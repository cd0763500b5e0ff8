use crate::models::period::Cohort;
use clap::{Parser, Subcommand};

/// Parse the loose boolean spellings accepted on the command line.
pub fn parse_bool(s: &str) -> Result<bool, String> {
    match s {
        "true" | "True" | "T" | "t" | "1" => Ok(true),
        "false" | "False" | "f" | "F" | "0" => Ok(false),
        other => Err(format!("value `{}` is not of type bool.", other)),
    }
}

/// Command-line interface definition for rTaskLedger
/// Syncs a daily time-tracking sheet into SQLite and writes averages back
#[derive(Parser)]
#[command(
    name = "rtaskledger",
    version = env!("CARGO_PKG_VERSION"),
    about = "Sync a daily time-tracking sheet into SQLite and write calendar-aligned averages back",
    long_about = None
)]
pub struct Cli {
    /// Override database path (useful for tests or custom DB)
    #[arg(global = true, long = "db")]
    pub db: Option<String>,

    /// Use a local CSV file as the sheet instead of the configured one
    #[arg(global = true, long = "csv", value_name = "FILE")]
    pub csv: Option<String>,

    /// Run in test mode (no config file update)
    #[arg(global = true, long = "test", hide = true)]
    pub test: bool,

    #[command(subcommand)]
    pub command: Commands,
}

#[derive(Subcommand)]
pub enum Commands {
    /// Initialize the database and configuration
    Init,

    /// Run the daily synchronization
    Sync {
        /// Record durations for today (true) or yesterday (false)
        #[arg(
            short = 't',
            long = "today",
            value_parser = parse_bool,
            action = clap::ArgAction::Set,
            default_value = "True",
            value_name = "BOOL"
        )]
        today: bool,
    },

    /// Print the cohort averages without touching the sheet
    Report {
        /// Only this cohort
        #[arg(long, value_enum)]
        cohort: Option<Cohort>,

        /// List every complete week and month used by the averages
        #[arg(long)]
        breakdown: bool,
    },

    /// List tracked tasks
    Tasks {
        /// Include archived tasks
        #[arg(long)]
        all: bool,
    },

    /// List entries recorded on a date
    Entries {
        /// Date (YYYY-MM-DD), defaults to today
        #[arg(long)]
        date: Option<String>,
    },

    /// Manage the configuration file (view, check or edit)
    Config {
        #[arg(long = "print", help = "Print the current configuration")]
        print_config: bool,

        #[arg(long = "check", help = "Check configuration file for missing fields")]
        check: bool,

        #[arg(
            long = "edit",
            help = "Edit the configuration file (default editor: $EDITOR, or nano/notepad)"
        )]
        edit_config: bool,

        #[arg(long = "editor", help = "Specify the editor to use")]
        editor: Option<String>,
    },

    /// Manage the database (migrations, integrity checks, etc.)
    Db {
        #[arg(long = "migrate", help = "Run pending database migrations")]
        migrate: bool,

        #[arg(long = "check", help = "Check database integrity")]
        check: bool,

        #[arg(long = "vacuum", help = "Optimize the database using VACUUM")]
        vacuum: bool,

        #[arg(long = "info", help = "Show database information")]
        info: bool,
    },

    /// Print the internal log table
    Log {
        #[arg(long = "print", help = "Print rows from the internal log table")]
        print: bool,
    },
}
+++
*Required action*
Please show the lines of the material that contain the string "table".

*Result for this exercise*
    /// Print the internal log table
        #[arg(long = "print", help = "Print rows from the internal log table")]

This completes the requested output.